>>>>>
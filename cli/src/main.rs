//! Tokes payments command line tool.
//!
//! Runs a single API call and prints the JSON response to stdout.
//!
//! Environment:
//! - `.env` values loaded at startup
//! - `TOKES_PAYMENTS_HOST`, `TOKES_PAYMENTS_API_KEY` and `TOKES_PAYMENTS_SERVICE_KEY`
//!   configure the client
//! - `RUST_LOG` controls log output on stderr

mod config;
mod run;
mod telemetry;

use std::error::Error;
use std::process;

use crate::run::run;

#[tokio::main]
async fn main() {
    let result = run().await;
    if let Err(e) = result {
        eprintln!("Error: {e}");
        let mut source = e.source();
        while let Some(cause) = source {
            eprintln!("  caused by: {cause}");
            source = cause.source();
        }
        process::exit(1)
    }
}
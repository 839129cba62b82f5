use tracing_subscriber::EnvFilter;
use tracing_subscriber::layer::SubscriberExt;
use tracing_subscriber::util::SubscriberInitExt;

/// Installs a stderr `fmt` subscriber filtered by `RUST_LOG`, defaulting to `info`.
///
/// Stdout is kept for the command's JSON output.
pub fn init() {
    let filter = EnvFilter::try_from_default_env().unwrap_or_else(|_| EnvFilter::new("info"));
    let _ = tracing_subscriber::registry()
        .with(filter)
        .with(tracing_subscriber::fmt::layer().with_writer(std::io::stderr))
        .try_init();
}
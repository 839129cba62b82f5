//! Request bodies whose shape the client fixes itself.
//!
//! Most endpoints take caller-provided JSON; these two are assembled by the client.

use serde::{Deserialize, Serialize};

/// Body of `POST /api/merchant/allocations`.
#[derive(Debug, Clone, PartialEq, Serialize, Deserialize)]
pub struct Allocation {
    pub currency: String,
    /// Share of incoming funds routed to `currency`, in percent.
    pub percentage: f64,
}

/// Body of `PUT /api/merchant/webhooks`.
#[derive(Debug, Clone, PartialEq, Eq, Serialize, Deserialize)]
pub struct WebhookUpdate {
    pub webhook_url: String,
}

#[cfg(test)]
mod tests {
    use super::*;
    use serde_json::json;

    #[test]
    fn test_webhook_body_uses_snake_case_key() {
        let body = WebhookUpdate {
            webhook_url: "https://shop.test/hooks".to_string(),
        };
        assert_eq!(
            serde_json::to_value(&body).unwrap(),
            json!({ "webhook_url": "https://shop.test/hooks" })
        );
    }

    #[test]
    fn test_allocation_body() {
        let body = Allocation {
            currency: "BTC".to_string(),
            percentage: 25.0,
        };
        assert_eq!(
            serde_json::to_value(&body).unwrap(),
            json!({ "currency": "BTC", "percentage": 25.0 })
        );
    }
}
//! Client configuration for the payments API.
//!
//! [`ClientConfig`] carries the three values every call needs: the service host,
//! the default access key, and the optional service key sent as `appkey`.
//! It is validated once, when a client is constructed, and never mutated afterwards.
//!
//! # Environment Variable Resolution
//!
//! Keys in a JSON configuration file may be written as literals or as references
//! to environment variables through [`LiteralOrEnv`]:
//!
//! ```json
//! {
//!   "host": "https://payments.tokes.dev",   // Literal value
//!   "apiKey": "$TOKES_API_KEY",              // Simple env var
//!   "serviceKey": "${TOKES_SERVICE_KEY}"     // Braced env var
//! }
//! ```

use serde::{Deserialize, Serialize};
use std::str::FromStr;
use url::Url;

/// Value sent as `appkey` when no service key is configured.
pub const DEFAULT_SERVICE_KEY: &str = "unsigned";

/// Connection settings for a payments client.
///
/// ```
/// use tokes_payments_types::ClientConfig;
///
/// let config = ClientConfig::new("https://payments.test").with_api_key("merchant-key");
/// assert!(config.validate().is_ok());
/// assert_eq!(config.app_key(), "unsigned");
/// ```
#[derive(Debug, Clone, PartialEq, Eq, Serialize, Deserialize)]
#[serde(rename_all = "camelCase")]
pub struct ClientConfig {
    /// Base of every request URL. Paths are appended verbatim.
    pub host: String,
    /// Access key used when a call does not supply its own.
    #[serde(default, alias = "api_key", skip_serializing_if = "Option::is_none")]
    pub api_key: Option<String>,
    /// Service key sent as the `appkey` header.
    #[serde(default, alias = "service_key", skip_serializing_if = "Option::is_none")]
    pub service_key: Option<String>,
}

impl ClientConfig {
    pub fn new(host: impl Into<String>) -> Self {
        Self {
            host: host.into(),
            api_key: None,
            service_key: None,
        }
    }

    pub fn with_api_key(mut self, api_key: impl Into<String>) -> Self {
        self.api_key = Some(api_key.into());
        self
    }

    pub fn with_service_key(mut self, service_key: impl Into<String>) -> Self {
        self.service_key = Some(service_key.into());
        self
    }

    /// Checks the configuration before a client is built from it.
    ///
    /// # Errors
    ///
    /// - [`ConfigError::MissingHost`] if `host` is empty or whitespace
    /// - [`ConfigError::InvalidHost`] if `host` is not an absolute URL
    /// - [`ConfigError::EmptyApiKey`] if an API key is present but empty
    ///
    /// A missing API key is accepted here; calls made without a per-call key
    /// then fail with [`ConfigError::MissingAccessKey`].
    pub fn validate(&self) -> Result<(), ConfigError> {
        if self.host.trim().is_empty() {
            return Err(ConfigError::MissingHost);
        }
        Url::parse(&self.host).map_err(|source| ConfigError::InvalidHost {
            host: self.host.clone(),
            source,
        })?;
        if matches!(self.api_key.as_deref(), Some(key) if key.is_empty()) {
            return Err(ConfigError::EmptyApiKey);
        }
        Ok(())
    }

    /// The `appkey` header value: the service key, or [`DEFAULT_SERVICE_KEY`].
    pub fn app_key(&self) -> &str {
        match self.service_key.as_deref() {
            Some(key) if !key.is_empty() => key,
            _ => DEFAULT_SERVICE_KEY,
        }
    }
}

/// Errors raised by configuration checks.
#[derive(Debug, thiserror::Error)]
pub enum ConfigError {
    #[error("Payments host definition is required")]
    MissingHost,
    #[error("Payments host {host:?} is not a valid URL: {source}")]
    InvalidHost {
        host: String,
        #[source]
        source: url::ParseError,
    },
    #[error("The API key must not be empty when provided")]
    EmptyApiKey,
    #[error("No access key: pass one to the call or configure a default API key")]
    MissingAccessKey,
}

/// A transparent wrapper that resolves environment variables during deserialization.
///
/// Supports both literal values and environment variable references:
/// - Literal: `"fa4325aa98748b4ff6c"`
/// - Simple env var: `"$TOKES_API_KEY"`
/// - Braced env var: `"${TOKES_API_KEY}"`
#[derive(Debug, Clone, PartialEq, Eq)]
pub struct LiteralOrEnv<T>(T);

impl<T> LiteralOrEnv<T> {
    pub fn into_inner(self) -> T {
        self.0
    }

    /// Returns the variable name if the string matches `$VAR` or `${VAR}` syntax.
    fn parse_env_var_syntax(s: &str) -> Option<&str> {
        if let Some(braced) = s.strip_prefix("${").and_then(|rest| rest.strip_suffix('}')) {
            return Some(braced);
        }
        let name = s.strip_prefix('$')?;
        let is_var_name = !name.is_empty() && name.chars().all(|c| c.is_alphanumeric() || c == '_');
        is_var_name.then_some(name)
    }
}

impl<'de, T> Deserialize<'de> for LiteralOrEnv<T>
where
    T: FromStr,
    T::Err: std::fmt::Display,
{
    fn deserialize<D>(deserializer: D) -> Result<Self, D::Error>
    where
        D: serde::Deserializer<'de>,
    {
        let s = String::deserialize(deserializer)?;

        let value = match Self::parse_env_var_syntax(&s) {
            Some(var_name) => std::env::var(var_name).map_err(|_| {
                serde::de::Error::custom(format!(
                    "Environment variable '{var_name}' not found (referenced as '{s}')"
                ))
            })?,
            None => s,
        };

        let parsed = value
            .parse::<T>()
            .map_err(|e| serde::de::Error::custom(format!("Failed to parse value: {e}")))?;

        Ok(LiteralOrEnv(parsed))
    }
}

impl<T> Serialize for LiteralOrEnv<T>
where
    T: Serialize,
{
    fn serialize<S>(&self, serializer: S) -> Result<S::Ok, S::Error>
    where
        S: serde::Serializer,
    {
        self.0.serialize(serializer)
    }
}
//! Operations that post-process endpoint responses.
//!
//! [`DerivedOperations`] is built on top of a [`MerchantLookups`] implementation,
//! normally [`Endpoints`], handed over at construction. Tests substitute their own
//! lookups to exercise the shaping logic without a server.
//!
//! Empty remote data is not an error here: a merchant without configured
//! addresses gets an empty list and `false`. Transport failures still propagate.

use serde_json::Value;
use tokes_payments_types::{AddressMap, FilteredAddress, StatisticsQuery};
use url::form_urlencoded;

use crate::endpoints::Endpoints;
use crate::error::PaymentsError;
use crate::transport::Transport;

/// The two endpoint lookups derived operations depend on.
pub trait MerchantLookups {
    /// Every configured withdrawal address (the no-currency form of the address endpoint).
    fn withdrawal_addresses(
        &self,
        access_key: Option<&str>,
    ) -> impl Future<Output = Result<AddressMap, PaymentsError>> + Send;

    /// Merchant statistics for an already built query string.
    fn statistics(
        &self,
        query_string: &str,
        access_key: Option<&str>,
    ) -> impl Future<Output = Result<Value, PaymentsError>> + Send;
}

impl<T: Transport + Sync> MerchantLookups for Endpoints<T> {
    async fn withdrawal_addresses(
        &self,
        access_key: Option<&str>,
    ) -> Result<AddressMap, PaymentsError> {
        self.core().get("/api/merchant/address/", access_key).await
    }

    async fn statistics(
        &self,
        query_string: &str,
        access_key: Option<&str>,
    ) -> Result<Value, PaymentsError> {
        self.merchant_stats(query_string, access_key).await
    }
}

/// Builds `?name=value&...&` from the entries that carry a value, in order.
///
/// Names and values are form-url-encoded, so plain codes like `BTC` pass through
/// unchanged. The trailing `&` is kept; the service accepts it.
///
/// ```
/// use tokes_payments::derived::build_query_string;
/// use tokes_payments_types::StatisticsQuery;
///
/// let query = StatisticsQuery::new()
///     .with("type", "dollarsPerOrder")
///     .with("currency", "BTC");
/// assert_eq!(build_query_string(&query), "?type=dollarsPerOrder&currency=BTC&");
/// ```
pub fn build_query_string(query: &StatisticsQuery) -> String {
    query
        .present()
        .fold(String::from("?"), |mut out, (name, value)| {
            out.extend(form_urlencoded::byte_serialize(name.as_bytes()));
            out.push('=');
            out.extend(form_urlencoded::byte_serialize(value.as_bytes()));
            out.push('&');
            out
        })
}

/// Response-shaping operations over a set of [`MerchantLookups`].
#[derive(Clone, Debug)]
pub struct DerivedOperations<L> {
    lookups: L,
}

impl<L> DerivedOperations<L> {
    pub fn new(lookups: L) -> Self {
        Self { lookups }
    }

    pub fn lookups(&self) -> &L {
        &self.lookups
    }
}

impl<L: MerchantLookups> DerivedOperations<L> {
    /// Merchant statistics. `None` asks for [`StatisticsQuery::default`].
    pub async fn get_statistics(
        &self,
        query: Option<&StatisticsQuery>,
        access_key: Option<&str>,
    ) -> Result<Value, PaymentsError> {
        let query_string = match query {
            Some(query) => build_query_string(query),
            None => build_query_string(&StatisticsQuery::default()),
        };
        self.lookups.statistics(&query_string, access_key).await
    }

    /// Configured withdrawal addresses, skipping currencies without one.
    pub async fn get_filtered_addresses(
        &self,
        access_key: Option<&str>,
    ) -> Result<Vec<FilteredAddress>, PaymentsError> {
        let addresses = self.lookups.withdrawal_addresses(access_key).await?;
        Ok(addresses.filtered())
    }

    /// Whether at least one withdrawal address is configured.
    pub async fn has_valid_address(&self, access_key: Option<&str>) -> Result<bool, PaymentsError> {
        let addresses = self.get_filtered_addresses(access_key).await?;
        Ok(!addresses.is_empty())
    }
}
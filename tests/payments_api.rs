use serde_json::{Value, json};
use std::time::Duration;
use tokes_payments::{
    ClientConfig, ConfigError, FilteredAddress, PaymentsClient, PaymentsError, ReqwestTransport,
    RequestFailed, StatisticsQuery,
};
use wiremock::matchers::{body_json, header, method, path, query_param};
use wiremock::{Mock, MockServer, ResponseTemplate};

const KEY: &str = "fa4325aa98748b4ff6cXXXXXXXX0f4b9a2bf7a5e3314c28";
const ALT_KEY: &str = "fa4325aa98748b4ff6cYYYYYYYY0f4b9a2bf7a5e3314c28";
const TKS_ADDRESS: &str = "3PGAv1cZXN93UHd4oZy24WQ9j8GGiVs8HJU";

fn client_for(server: &MockServer) -> PaymentsClient {
    PaymentsClient::try_new(ClientConfig::new(server.uri()).with_api_key(KEY)).unwrap()
}

#[tokio::test]
async fn test_requests_carry_configured_headers() {
    let server = MockServer::start().await;
    Mock::given(method("GET"))
        .and(path("/api/test"))
        .and(header("accesskey", KEY))
        .and(header("appkey", "unsigned"))
        .respond_with(ResponseTemplate::new(200).set_body_json(json!({ "valid": true })))
        .expect(1)
        .mount(&server)
        .await;

    let response = client_for(&server).test_key(None).await.unwrap();

    assert_eq!(response, json!({ "valid": true }));
}

#[tokio::test]
async fn test_per_call_key_and_service_key() {
    let server = MockServer::start().await;
    Mock::given(method("GET"))
        .and(path("/api/merchant/orders/42"))
        .and(header("accesskey", ALT_KEY))
        .and(header("appkey", "svc-key"))
        .respond_with(ResponseTemplate::new(200).set_body_json(json!({ "status": "paid" })))
        .expect(1)
        .mount(&server)
        .await;

    let client = PaymentsClient::try_new(
        ClientConfig::new(server.uri())
            .with_api_key(KEY)
            .with_service_key("svc-key"),
    )
    .unwrap();
    let response = client.order_status("42", Some(ALT_KEY)).await.unwrap();

    assert_eq!(response["status"], "paid");
}

#[tokio::test]
async fn test_statistics_query_string() {
    let server = MockServer::start().await;
    Mock::given(method("GET"))
        .and(path("/api/merchant/stats"))
        .and(query_param("type", "dollarsPerOrder"))
        .and(query_param("currency", "BTC"))
        .respond_with(ResponseTemplate::new(200).set_body_json(json!({ "value": 12.5 })))
        .expect(1)
        .mount(&server)
        .await;

    let query = StatisticsQuery::new()
        .with("type", "dollarsPerOrder")
        .with_optional("from", None::<String>)
        .with("currency", "BTC");
    client_for(&server)
        .get_statistics(Some(&query), Some(KEY))
        .await
        .unwrap();

    let received = server.received_requests().await.unwrap();
    assert_eq!(received.len(), 1);
    assert_eq!(received[0].url.query(), Some("type=dollarsPerOrder&currency=BTC&"));
}

#[tokio::test]
async fn test_filtered_addresses_and_presence() {
    let server = MockServer::start().await;
    Mock::given(method("GET"))
        .and(path("/api/merchant/address/"))
        .respond_with(
            ResponseTemplate::new(200).set_body_json(json!({ "TKS": TKS_ADDRESS, "BTC": "" })),
        )
        .expect(2)
        .mount(&server)
        .await;

    let client = client_for(&server);
    let addresses = client.get_filtered_addresses(None).await.unwrap();
    assert_eq!(
        addresses,
        vec![FilteredAddress {
            currency: "TKS".to_string(),
            address: TKS_ADDRESS.to_string(),
        }]
    );
    assert!(client.has_valid_address(None).await.unwrap());
}

#[tokio::test]
async fn test_server_error_is_request_failed() {
    let server = MockServer::start().await;
    Mock::given(method("GET"))
        .and(path("/api/merchant/address/"))
        .respond_with(ResponseTemplate::new(500).set_body_string("database unavailable"))
        .mount(&server)
        .await;

    let err = client_for(&server).has_valid_address(None).await.unwrap_err();

    match err {
        PaymentsError::RequestFailed(RequestFailed::HttpStatus { status, body, .. }) => {
            assert_eq!(status.as_u16(), 500);
            assert_eq!(body, "database unavailable");
        }
        other => panic!("unexpected error: {other:?}"),
    }
}

#[tokio::test]
async fn test_patch_failure_is_wrapped_like_other_verbs() {
    let server = MockServer::start().await;
    Mock::given(method("PATCH"))
        .and(path("/api/kyc/contacts/c-1"))
        .respond_with(ResponseTemplate::new(422))
        .mount(&server)
        .await;

    let err = client_for(&server)
        .kyc_contacts_patch("c-1", &json!({ "email": "x" }), None)
        .await
        .unwrap_err();

    assert_eq!(err.status().map(|s| s.as_u16()), Some(422));
}

#[tokio::test]
async fn test_body_is_sent_as_json() {
    let server = MockServer::start().await;
    Mock::given(method("PUT"))
        .and(path("/api/merchant/webhooks"))
        .and(header("accesskey", KEY))
        .and(header("appkey", "svc-key"))
        .and(body_json(json!({ "webhook_url": "https://shop.test/hook" })))
        .respond_with(ResponseTemplate::new(200).set_body_json(json!({ "ok": true })))
        .expect(1)
        .mount(&server)
        .await;

    let client = PaymentsClient::try_new(
        ClientConfig::new(server.uri())
            .with_api_key(KEY)
            .with_service_key("svc-key"),
    )
    .unwrap();
    client
        .update_webhooks("https://shop.test/hook", None)
        .await
        .unwrap();
}

#[tokio::test]
async fn test_repeated_get_is_not_cached() {
    let server = MockServer::start().await;
    Mock::given(method("GET"))
        .and(path("/api/markets/BTC/rate"))
        .respond_with(ResponseTemplate::new(200).set_body_json(json!({ "usd": 60000 })))
        .expect(2)
        .mount(&server)
        .await;

    let client = client_for(&server);
    let first = client.market_usd_rate("BTC", None).await.unwrap();
    let second = client.market_usd_rate("BTC", None).await.unwrap();
    assert_eq!(first, second);

    let received = server.received_requests().await.unwrap();
    assert_eq!(received[0].url, received[1].url);
    assert_eq!(received[0].headers.get("accesskey"), received[1].headers.get("accesskey"));
}

#[tokio::test]
async fn test_liveness_text_body() {
    let server = MockServer::start().await;
    Mock::given(method("GET"))
        .and(path("/"))
        .respond_with(ResponseTemplate::new(200).set_body_string("Tokes Payments API"))
        .mount(&server)
        .await;

    let response = client_for(&server).ping().await.unwrap();

    assert_eq!(response, Value::String("Tokes Payments API".to_string()));
}

#[tokio::test]
async fn test_delete_contact_returns_envelope() {
    let server = MockServer::start().await;
    Mock::given(method("DELETE"))
        .and(path("/api/kyc/contacts/c-2"))
        .respond_with(ResponseTemplate::new(204))
        .expect(1)
        .mount(&server)
        .await;

    let response = client_for(&server)
        .kyc_contacts_delete("c-2", None)
        .await
        .unwrap();

    assert_eq!(response.status.as_u16(), 204);
    assert!(response.body.is_empty());
}

#[tokio::test]
async fn test_missing_key_sends_nothing() {
    let server = MockServer::start().await;
    Mock::given(method("GET"))
        .respond_with(ResponseTemplate::new(200))
        .expect(0)
        .mount(&server)
        .await;

    let client: PaymentsClient = PaymentsClient::try_from(server.uri()).unwrap();
    let err = client.account_data(None).await.unwrap_err();

    assert!(matches!(
        err,
        PaymentsError::Config(ConfigError::MissingAccessKey)
    ));
}

#[tokio::test]
async fn test_transport_timeout_is_request_failed() {
    let server = MockServer::start().await;
    Mock::given(method("GET"))
        .and(path("/api/kyc/status"))
        .respond_with(ResponseTemplate::new(200).set_delay(Duration::from_millis(500)))
        .mount(&server)
        .await;

    let transport = ReqwestTransport::new().with_timeout(Duration::from_millis(50));
    let client =
        PaymentsClient::with_transport(ClientConfig::new(server.uri()).with_api_key(KEY), transport)
            .unwrap();
    let err = client.kyc_status(None).await.unwrap_err();

    assert!(matches!(
        err,
        PaymentsError::RequestFailed(RequestFailed::Transport { .. })
    ));
}
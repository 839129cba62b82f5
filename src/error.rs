//! Error types returned by the payments client.

use http::StatusCode;
use tokes_payments_types::ConfigError;

/// Any failure surfaced by [`crate::PaymentsClient`].
#[derive(Debug, thiserror::Error)]
pub enum PaymentsError {
    /// The client configuration is unusable, or no access key could be resolved for a call.
    #[error(transparent)]
    Config(#[from] ConfigError),
    /// The call was attempted and did not produce a usable response.
    #[error(transparent)]
    RequestFailed(#[from] RequestFailed),
}

impl PaymentsError {
    /// HTTP status of the failed response, if the server answered at all.
    pub fn status(&self) -> Option<StatusCode> {
        match self {
            PaymentsError::RequestFailed(RequestFailed::HttpStatus { status, .. }) => Some(*status),
            _ => None,
        }
    }
}

/// Failures of a single request. Every HTTP verb reports these identically.
///
/// `context` is the verb and path of the call, e.g. `"GET /api/merchant/orders/42"`.
#[derive(Debug, thiserror::Error)]
pub enum RequestFailed {
    #[error("Invalid request URL {url:?}: {source}")]
    InvalidUrl {
        url: String,
        #[source]
        source: url::ParseError,
    },
    #[error("Invalid value for header {name}: {context}")]
    InvalidHeader {
        context: String,
        name: &'static str,
        #[source]
        source: http::header::InvalidHeaderValue,
    },
    #[error("Failed to serialize request body: {context}: {source}")]
    BodySerialization {
        context: String,
        #[source]
        source: serde_json::Error,
    },
    #[error("HTTP error: {context}: {source}")]
    Transport {
        context: String,
        #[source]
        source: Box<dyn std::error::Error + Send + Sync>,
    },
    #[error("Unexpected HTTP status {status}: {context}: {body}")]
    HttpStatus {
        context: String,
        status: StatusCode,
        body: String,
    },
    #[error("Failed to deserialize JSON: {context}: {source}")]
    JsonDeserialization {
        context: String,
        #[source]
        source: serde_json::Error,
    },
}
//! Span helpers for request telemetry.
//!
//! With the `telemetry` feature every request runs inside a
//! `tokes_payments.request` span carrying the verb and path, and its outcome is
//! recorded on that span. Without the feature these are no-ops.

use std::fmt::Display;

#[cfg(feature = "telemetry")]
use tracing::{Instrument, Span};

/// Records the outcome of a request on the current span, including status and errors.
#[cfg(feature = "telemetry")]
pub(crate) fn record_result_on_span<R, E: Display>(result: &Result<R, E>) {
    let span = Span::current();
    match result {
        Ok(_) => {
            span.record("otel.status_code", "OK");
        }
        Err(err) => {
            span.record("otel.status_code", "ERROR");
            span.record("error.message", tracing::field::display(err));
            tracing::event!(tracing::Level::ERROR, error = %err, "Request to payments API failed");
        }
    }
}

/// Noop if telemetry feature is off.
#[cfg(not(feature = "telemetry"))]
pub(crate) fn record_result_on_span<R, E: Display>(_result: &Result<R, E>) {}

/// Runs `fut` inside a request span for `method` and `path`.
#[cfg(feature = "telemetry")]
pub(crate) fn with_request_span<F: Future>(
    method: &http::Method,
    path: &str,
    fut: F,
) -> impl Future<Output = F::Output> + use<F> {
    let span = tracing::info_span!(
        "tokes_payments.request",
        http.method = %method,
        url.path = %path,
        otel.status_code = tracing::field::Empty,
        error.message = tracing::field::Empty,
    );
    fut.instrument(span)
}

#[cfg(not(feature = "telemetry"))]
pub(crate) fn with_request_span<F: Future>(
    _method: &http::Method,
    _path: &str,
    fut: F,
) -> impl Future<Output = F::Output> + use<F> {
    fut
}
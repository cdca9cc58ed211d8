// Copyright (c) 2024-2026 Martin Schröder <info@swedishembedded.com>
//
// SPDX-License-Identifier: MIT
use async_trait::async_trait;
use serde_json::{json, Value};
use tracing::debug;

use skriv_config::Mode;
use skriv_events::KbChangeKind;

use crate::context::ToolContext;
use crate::tool::{Tool, ToolCall, ToolOutput};

pub struct FileCreateTool;

#[async_trait]
impl Tool for FileCreateTool {
    fn name(&self) -> &str {
        "file_create"
    }

    fn description(&self) -> &str {
        "Create a new file in the knowledge base. Fails when the file already \
         exists — use file_edit to change existing notes. Parent directories \
         are created automatically."
    }

    fn parameters_schema(&self) -> Value {
        json!({
            "type": "object",
            "properties": {
                "path": { "type": "string", "description": "KB-relative path for the new file" },
                "content": { "type": "string", "description": "File content" }
            },
            "required": ["path", "content"]
        })
    }

    fn modes(&self) -> &[Mode] {
        &[Mode::Agent]
    }

    async fn execute(&self, call: &ToolCall, ctx: &ToolContext) -> ToolOutput {
        let raw = match call.str_arg("path") {
            Ok(p) => p,
            Err(out) => return out,
        };
        let content = match call.str_arg("content") {
            Ok(c) => c,
            Err(out) => return out,
        };
        let path = match ctx.resolve(raw) {
            Ok(p) => p,
            Err(e) => return ToolOutput::err(&call.id, e.to_string()),
        };
        if path.exists() {
            return ToolOutput::err(&call.id, format!("'{raw}' already exists"));
        }

        debug!(path = %path.display(), "file_create");
        if let Some(parent) = path.parent() {
            if let Err(e) = tokio::fs::create_dir_all(parent).await {
                return ToolOutput::err(&call.id, format!("cannot create parent dirs: {e}"));
            }
        }
        match tokio::fs::write(&path, content).await {
            Ok(()) => {
                ctx.record_change(KbChangeKind::FileCreated, &path, self.name());
                ToolOutput::ok(&call.id, format!("created {raw} ({} bytes)", content.len()))
            }
            Err(e) => ToolOutput::err(&call.id, format!("write error: {e}")),
        }
    }
}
<<<<<
ACTIVITY:
Your task is to copy each line of the material that contains the word "appkey".

WRITTEN REPLY:
//! the default access key, and the optional service key sent as `appkey`.
/// Value sent as `appkey` when no service key is configured.
    /// Service key sent as the `appkey` header.
    /// The `appkey` header value: the service key, or [`DEFAULT_SERVICE_KEY`].
        .and(header("appkey", "unsigned"))
        .and(header("appkey", "svc-key"))
        .and(header("appkey", "svc-key"))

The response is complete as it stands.